• **What is required**:
Below are some records; state how many of their lines contain the word "this", and add nothing.

• **Raw data**:

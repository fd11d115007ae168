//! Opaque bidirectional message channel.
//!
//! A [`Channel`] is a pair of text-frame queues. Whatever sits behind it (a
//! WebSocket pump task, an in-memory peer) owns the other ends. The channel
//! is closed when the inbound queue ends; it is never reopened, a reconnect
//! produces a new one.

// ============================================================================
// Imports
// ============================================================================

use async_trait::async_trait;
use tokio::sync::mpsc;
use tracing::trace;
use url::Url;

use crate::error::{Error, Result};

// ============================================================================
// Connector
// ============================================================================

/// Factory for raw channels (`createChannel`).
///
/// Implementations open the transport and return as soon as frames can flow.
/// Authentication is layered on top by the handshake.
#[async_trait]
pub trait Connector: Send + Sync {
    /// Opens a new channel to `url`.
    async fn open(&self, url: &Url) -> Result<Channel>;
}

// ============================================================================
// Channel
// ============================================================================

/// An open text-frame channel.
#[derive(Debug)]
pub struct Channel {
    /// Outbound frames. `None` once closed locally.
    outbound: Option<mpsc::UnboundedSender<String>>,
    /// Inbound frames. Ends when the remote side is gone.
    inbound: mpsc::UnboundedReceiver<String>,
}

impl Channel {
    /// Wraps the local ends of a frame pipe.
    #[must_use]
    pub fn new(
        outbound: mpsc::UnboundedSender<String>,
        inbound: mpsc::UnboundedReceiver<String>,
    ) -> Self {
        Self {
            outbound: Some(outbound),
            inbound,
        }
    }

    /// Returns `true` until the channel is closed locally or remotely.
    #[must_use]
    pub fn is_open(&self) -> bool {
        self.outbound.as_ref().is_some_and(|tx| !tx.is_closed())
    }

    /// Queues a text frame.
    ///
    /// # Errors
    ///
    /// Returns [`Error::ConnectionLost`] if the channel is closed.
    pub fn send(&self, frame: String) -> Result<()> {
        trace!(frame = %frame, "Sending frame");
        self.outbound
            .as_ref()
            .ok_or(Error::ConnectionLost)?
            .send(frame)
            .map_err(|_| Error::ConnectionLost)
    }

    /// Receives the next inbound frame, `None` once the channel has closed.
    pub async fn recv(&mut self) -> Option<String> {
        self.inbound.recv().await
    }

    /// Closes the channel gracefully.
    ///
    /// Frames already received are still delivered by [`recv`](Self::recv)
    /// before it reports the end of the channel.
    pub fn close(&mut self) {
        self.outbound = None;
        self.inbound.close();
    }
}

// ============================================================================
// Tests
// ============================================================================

...

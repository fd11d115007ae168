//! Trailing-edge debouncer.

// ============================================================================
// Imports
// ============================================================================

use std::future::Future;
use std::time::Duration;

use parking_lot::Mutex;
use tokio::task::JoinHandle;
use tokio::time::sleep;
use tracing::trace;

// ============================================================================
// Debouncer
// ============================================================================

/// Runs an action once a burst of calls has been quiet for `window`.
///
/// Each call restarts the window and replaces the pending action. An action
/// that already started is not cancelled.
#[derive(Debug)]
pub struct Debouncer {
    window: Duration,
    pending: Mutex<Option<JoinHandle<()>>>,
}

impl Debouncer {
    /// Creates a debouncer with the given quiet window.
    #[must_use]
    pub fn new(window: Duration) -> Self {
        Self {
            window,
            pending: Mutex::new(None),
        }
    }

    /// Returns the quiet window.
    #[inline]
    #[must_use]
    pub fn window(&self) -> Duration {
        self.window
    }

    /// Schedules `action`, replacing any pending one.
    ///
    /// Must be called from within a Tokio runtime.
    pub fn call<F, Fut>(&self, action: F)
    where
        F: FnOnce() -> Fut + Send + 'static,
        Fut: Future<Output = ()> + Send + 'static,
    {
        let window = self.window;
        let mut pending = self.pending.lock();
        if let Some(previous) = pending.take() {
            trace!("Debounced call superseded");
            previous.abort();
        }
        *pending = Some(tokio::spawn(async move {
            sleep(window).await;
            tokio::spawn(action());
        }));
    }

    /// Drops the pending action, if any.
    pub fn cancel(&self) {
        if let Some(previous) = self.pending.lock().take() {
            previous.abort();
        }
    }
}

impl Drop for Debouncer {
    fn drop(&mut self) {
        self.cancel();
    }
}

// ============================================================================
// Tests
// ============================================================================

==

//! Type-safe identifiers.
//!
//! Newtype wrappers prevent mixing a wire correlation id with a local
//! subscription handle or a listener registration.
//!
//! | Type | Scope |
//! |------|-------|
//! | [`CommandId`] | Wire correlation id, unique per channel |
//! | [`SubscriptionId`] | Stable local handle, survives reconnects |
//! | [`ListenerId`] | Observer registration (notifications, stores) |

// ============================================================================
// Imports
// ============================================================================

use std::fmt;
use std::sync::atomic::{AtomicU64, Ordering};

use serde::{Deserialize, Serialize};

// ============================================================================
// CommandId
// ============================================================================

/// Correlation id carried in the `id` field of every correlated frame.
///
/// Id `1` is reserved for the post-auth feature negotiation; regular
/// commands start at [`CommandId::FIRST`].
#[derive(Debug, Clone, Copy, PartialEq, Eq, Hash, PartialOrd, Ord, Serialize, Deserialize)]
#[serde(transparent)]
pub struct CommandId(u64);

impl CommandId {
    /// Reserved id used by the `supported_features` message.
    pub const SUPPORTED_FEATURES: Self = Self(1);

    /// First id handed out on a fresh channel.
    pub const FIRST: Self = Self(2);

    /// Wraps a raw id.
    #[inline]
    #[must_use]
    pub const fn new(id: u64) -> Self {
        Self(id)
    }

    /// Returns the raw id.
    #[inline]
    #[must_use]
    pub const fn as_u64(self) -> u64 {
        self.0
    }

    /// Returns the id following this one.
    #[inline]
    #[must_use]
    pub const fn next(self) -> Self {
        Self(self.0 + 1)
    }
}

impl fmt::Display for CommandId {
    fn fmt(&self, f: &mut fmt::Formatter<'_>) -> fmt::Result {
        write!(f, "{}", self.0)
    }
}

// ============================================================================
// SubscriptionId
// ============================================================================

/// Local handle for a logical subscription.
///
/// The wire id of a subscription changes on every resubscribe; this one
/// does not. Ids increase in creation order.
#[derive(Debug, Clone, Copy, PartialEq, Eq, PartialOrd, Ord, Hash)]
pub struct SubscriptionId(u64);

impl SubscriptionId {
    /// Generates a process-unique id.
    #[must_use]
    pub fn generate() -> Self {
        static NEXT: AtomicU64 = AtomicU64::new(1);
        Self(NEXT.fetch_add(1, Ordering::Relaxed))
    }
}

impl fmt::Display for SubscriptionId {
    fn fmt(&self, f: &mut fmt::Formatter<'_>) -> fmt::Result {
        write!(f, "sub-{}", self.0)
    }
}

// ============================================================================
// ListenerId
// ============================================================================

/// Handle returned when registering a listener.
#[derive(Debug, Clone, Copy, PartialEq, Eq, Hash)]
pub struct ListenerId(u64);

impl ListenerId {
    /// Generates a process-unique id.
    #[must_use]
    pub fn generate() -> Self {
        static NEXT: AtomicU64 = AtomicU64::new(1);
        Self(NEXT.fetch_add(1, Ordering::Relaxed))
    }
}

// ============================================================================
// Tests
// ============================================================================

• **Problem solution**:
2